» **TASK TO CARRY OUT**:
Looking at the records below, say how many lines contain "struct". Nothing else belongs in the answer.
------------------------------------
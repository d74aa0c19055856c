//! Schedule assembly and coverage statistics.
//!
//! Turns a solver outcome into the `Schedule` aggregate handed back to
//! the caller, computing coverage and load statistics along the way.
//! Before assembling, the builder re-verifies the data model
//! invariants against the snapshot: the solver is supposed to uphold
//! them, so any violation here is an engine bug and fails the run —
//! never silently corrected.

use serde::{Deserialize, Serialize};
use std::collections::BTreeMap;

use crate::error::BuilderInvariantError;
use crate::models::{FillStatus, RequestKind, Schedule, SlotFill};
use crate::snapshot::Snapshot;
use crate::solver::SolverOutcome;

/// Coverage and load statistics of a built schedule.
#[derive(Debug, Clone, Serialize, Deserialize)]
pub struct ScheduleStats {
    /// Assigned heads / required heads (1.0 when nothing is required).
    pub coverage_ratio: f64,
    /// Total heads required across all slots.
    pub required_heads: i32,
    /// Total heads assigned.
    pub assigned_heads: i32,
    /// Slots at full headcount.
    pub filled_slots: usize,
    /// Slots with some but not all heads.
    pub partially_filled_slots: usize,
    /// Slots with no assignments.
    pub unfilled_slots: usize,
    /// Mean target load per member (ms).
    pub target_load_ms: i64,
    /// Max minus min assigned load across the roster (ms).
    pub load_spread_ms: i64,
}

/// A verified schedule plus its statistics.
#[derive(Debug, Clone)]
pub struct BuiltSchedule {
    /// The schedule aggregate.
    pub schedule: Schedule,
    /// Coverage and load statistics.
    pub stats: ScheduleStats,
    /// Total reported soft cost.
    pub total_soft_cost: f64,
}

/// Assembles solver output into a `Schedule`.
#[derive(Debug, Clone, Copy, Default)]
pub struct ScheduleBuilder;

impl ScheduleBuilder {
    /// Creates a builder.
    pub fn new() -> Self {
        Self
    }

    /// Verifies the outcome against the data model invariants and
    /// assembles the schedule.
    pub fn build(
        &self,
        outcome: &SolverOutcome,
        snapshot: &Snapshot,
    ) -> Result<BuiltSchedule, BuilderInvariantError> {
        self.verify(outcome, snapshot)?;

        let mut assignments = outcome.assignments.clone();
        assignments.sort_by(|a, b| {
            (a.window.start_ms, a.slot_id.as_str(), a.member_id.as_str()).cmp(&(
                b.window.start_ms,
                b.slot_id.as_str(),
                b.member_id.as_str(),
            ))
        });

        let mut member_loads: BTreeMap<String, i64> = BTreeMap::new();
        for a in &assignments {
            *member_loads.entry(a.member_id.clone()).or_insert(0) += a.duration_ms();
        }

        let mut slot_fills = Vec::with_capacity(snapshot.slots().len());
        let mut assigned_heads: i32 = 0;
        let mut required_heads: i32 = 0;
        let mut filled = 0usize;
        let mut partially_filled = 0usize;
        let mut unfilled = 0usize;
        for slot in snapshot.slots() {
            let assigned = assignments.iter().filter(|a| a.slot_id == slot.id).count() as i32;
            let fill = SlotFill::new(slot.id.clone(), assigned, slot.headcount);
            match fill.status {
                FillStatus::Filled => filled += 1,
                FillStatus::PartiallyFilled => partially_filled += 1,
                FillStatus::Unfilled => unfilled += 1,
            }
            assigned_heads += assigned;
            required_heads += slot.headcount;
            slot_fills.push(fill);
        }

        let coverage_ratio = if required_heads == 0 {
            1.0
        } else {
            assigned_heads as f64 / required_heads as f64
        };

        let load_spread_ms = if snapshot.member_count() == 0 {
            0
        } else {
            let loads: Vec<i64> = snapshot
                .members()
                .map(|m| member_loads.get(&m.id).copied().unwrap_or(0))
                .collect();
            let max = loads.iter().max().copied().unwrap_or(0);
            let min = loads.iter().min().copied().unwrap_or(0);
            max - min
        };

        let stats = ScheduleStats {
            coverage_ratio,
            required_heads,
            assigned_heads,
            filled_slots: filled,
            partially_filled_slots: partially_filled,
            unfilled_slots: unfilled,
            target_load_ms: snapshot.target_load_ms(),
            load_spread_ms,
        };

        let schedule = Schedule {
            assignments,
            slot_fills,
            member_loads,
        };

        Ok(BuiltSchedule {
            schedule,
            stats,
            total_soft_cost: outcome.total_soft_cost(),
        })
    }

    /// Defensive re-check of the data model invariants.
    fn verify(
        &self,
        outcome: &SolverOutcome,
        snapshot: &Snapshot,
    ) -> Result<(), BuilderInvariantError> {
        let assignments = &outcome.assignments;

        // Referential integrity
        for a in assignments {
            if snapshot.member(&a.member_id).is_none() {
                return Err(BuilderInvariantError::DanglingReference {
                    id: a.member_id.clone(),
                });
            }
            if snapshot.slot(&a.slot_id).is_none() {
                return Err(BuilderInvariantError::DanglingReference {
                    id: a.slot_id.clone(),
                });
            }
        }

        // No overlapping assignments per member
        for (i, a) in assignments.iter().enumerate() {
            for b in assignments.iter().skip(i + 1) {
                if a.member_id == b.member_id && a.window.overlaps(&b.window) {
                    return Err(BuilderInvariantError::OverlappingAssignments {
                        member_id: a.member_id.clone(),
                    });
                }
            }
        }

        // Availability and mandatory-off
        for a in assignments {
            let unavailable = snapshot
                .availability(&a.member_id)
                .is_some_and(|av| !av.is_available_during(&a.window));
            let forced_off = snapshot.slot(&a.slot_id).is_some_and(|slot| {
                snapshot
                    .requests_for(&a.member_id)
                    .iter()
                    .any(|r| r.kind == RequestKind::MandatoryOff && r.applies_to(slot))
            });
            if unavailable || forced_off {
                return Err(BuilderInvariantError::AssignedWhileUnavailable {
                    member_id: a.member_id.clone(),
                    slot_id: a.slot_id.clone(),
                });
            }
        }

        // Headcount per slot
        for slot in snapshot.slots() {
            let assigned = assignments.iter().filter(|a| a.slot_id == slot.id).count();
            if assigned as i32 > slot.headcount {
                return Err(BuilderInvariantError::HeadcountExceeded {
                    slot_id: slot.id.clone(),
                });
            }
        }

        // Load caps
        for member in snapshot.members() {
            if member.overtime_allowed {
                continue;
            }
            if let Some(cap) = snapshot.effective_max_load_ms(&member.id) {
                let load: i64 = assignments
                    .iter()
                    .filter(|a| a.member_id == member.id)
                    .map(|a| a.duration_ms())
                    .sum();
                if load > cap {
                    return Err(BuilderInvariantError::LoadLimitExceeded {
                        member_id: member.id.clone(),
                    });
                }
            }
        }

        Ok(())
    }
}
------------------------------------
» **RESPONSE TO THE EXERCISE**:
3